You absolutely should use Text if you're dealing with a human language string. 如果您正在处理人类语言字符串，则绝对应该使用Text 。 You should also be really careful to treat it with care since human language strings are not easily amenable to computer processing. 您也应该非常小心地小心对待它，因为人类语言字符串不易于计算机处理。 If your string is better thought of as a machine string, you probably should use ByteString . 如果你的字符串更好地被认为是一个机器字符串，你可能应该使用ByteString 。

The pedagogical advantages of type String = [Char] are high, but the practical advantages are quite low. type String = [Char]的教学优势很高，但实际优势很低。

To add to what J. Abrahamson said, it's also worth making the distinction between iterating over runes (roughly character by character, but really could be ideograms too) as opposed to unitary logical unicode code points. 为了补充J. Abrahamson所说的，与单一逻辑unicode代码点相反，它也值得区分迭代符文（大致逐字符，但实际上也可能是表意文字）。 Sometimes you need to know if you're looking at a code point that has been "decorated" by a previous code point. 有时您需要知道您是否正在查看已被前一个代码点“修饰”的代码点。

In the case of the latter, you then have to make the distinction between code points that stand alone (such as letters, ideograms) and those that modify the text that follows (right-to-left code point, diacritics, etc). 在后者的情况下，您必须区分独立的代码点（如字母，表意文字）和修改后面的文本（从右到左的代码点，变音符号等）。

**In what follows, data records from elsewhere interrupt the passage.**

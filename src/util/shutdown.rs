//! Graceful shutdown handling.

use tokio::sync::broadcast;
use tokio_util::sync::CancellationToken;
use tracing::error;

/// Fans a single shutdown out to broadcast subscribers and cancellation
/// tokens alike.
#[derive(Clone)]
pub struct ShutdownSignal {
    sender: broadcast::Sender<()>,
    token: CancellationToken,
}

impl ShutdownSignal {
    pub fn new() -> Self {
        let (sender, _) = broadcast::channel(1);
        Self {
            sender,
            token: CancellationToken::new(),
        }
    }

    /// Subscribe to shutdown notifications.
    pub fn subscribe(&self) -> broadcast::Receiver<()> {
        self.sender.subscribe()
    }

    /// A token cancelled on shutdown.
    pub fn token(&self) -> CancellationToken {
        self.token.child_token()
    }

    /// Trigger shutdown.
    pub fn shutdown(&self) {
        self.token.cancel();
        let _ = self.sender.send(());
    }

    pub fn is_shutdown(&self) -> bool {
        self.token.is_cancelled()
    }
}

impl Default for ShutdownSignal {
    fn default() -> Self {
        Self::new()
    }
}

/// Wait for Ctrl+C, or SIGTERM on unix. Returns the signal's name.
pub async fn wait_for_signal() -> &'static str {
    #[cfg(unix)]
    {
        use tokio::signal::unix::{SignalKind, signal};
        match signal(SignalKind::terminate()) {
            Ok(mut term) => {
                tokio::select! {
                    _ = ctrl_c() => "SIGINT",
                    _ = term.recv() => "SIGTERM",
                }
            }
            Err(e) => {
                error!(error = %e, "failed to install SIGTERM handler");
                ctrl_c().await;
                "SIGINT"
            }
        }
    }
    #[cfg(not(unix))]
    {
        ctrl_c().await;
        "Ctrl+C"
    }
}

async fn ctrl_c() {
    if let Err(e) = tokio::signal::ctrl_c().await {
        error!(error = %e, "failed to listen for Ctrl+C");
        std::future::pending::<()>().await;
    }
}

Well implemented unicode libraries will typically abstract these details away and let you process the text in a more or less character-by-character fashion but you have to drop certain assumptions that come from thinking in terms of ASCII. 良好实现的unicode库通常会抽象出这些细节，让你以一种或多或少的逐字符方式处理文本，但你必须放弃从ASCII思考中得出的某些假设。

A byte is not a character. 字节不是字符。 A logical unit of text isn't necessarily a "character". 文本的逻辑单元不一定是“字符”。 Not every code point stands alone, some decorate/annotate the following code point or even the rest of the byte stream until invalidated (right-to-left). 不是每个代码点都是独立的，有些装饰/注释下面的代码点甚至是字节流的其余部分，直到无效（从右到左）。

Unicode is hard. Unicode很难。 There is no one true encoding that will eliminate the difficulty of encapsulating the variety inherent in human language. 没有一种真正的编码能够消除封装人类语言固有变化的难度。 Data.Text does a respectable job of it though. 尽管如此，Data.Text做得相当不错。

To summarize: 总结一下：

The methods of processing are: 处理方法是：

byte-by-byte - totally invalid for unicode, only applicable to latin-1/ASCII 逐字节 - 对unicode完全无效，仅适用于latin-1 / ASCII
code point by code point - works for processing unicode, but is lower-level than people realize 代码点的代码点 - 用于处理unicode，但比人们意识到的更低级别
logical rune-by-rune - what you actually want 逻辑符文符文 - 你真正想要的

The types are: 类型是：

String (aka [Char]) - has a limited scope. String（又名[Char]） - 范围有限。 Best used for teaching Haskell or for legacy use-cases. 最适合用于教授Haskell或传统用例。
Text - the preferred way to handle "human" text. 文本 - 处理“人类”文本的首选方式。
Bytestring - for byte streams, raw data, binary etc. 字节串 - 用于字节流，原始数据，二进制等。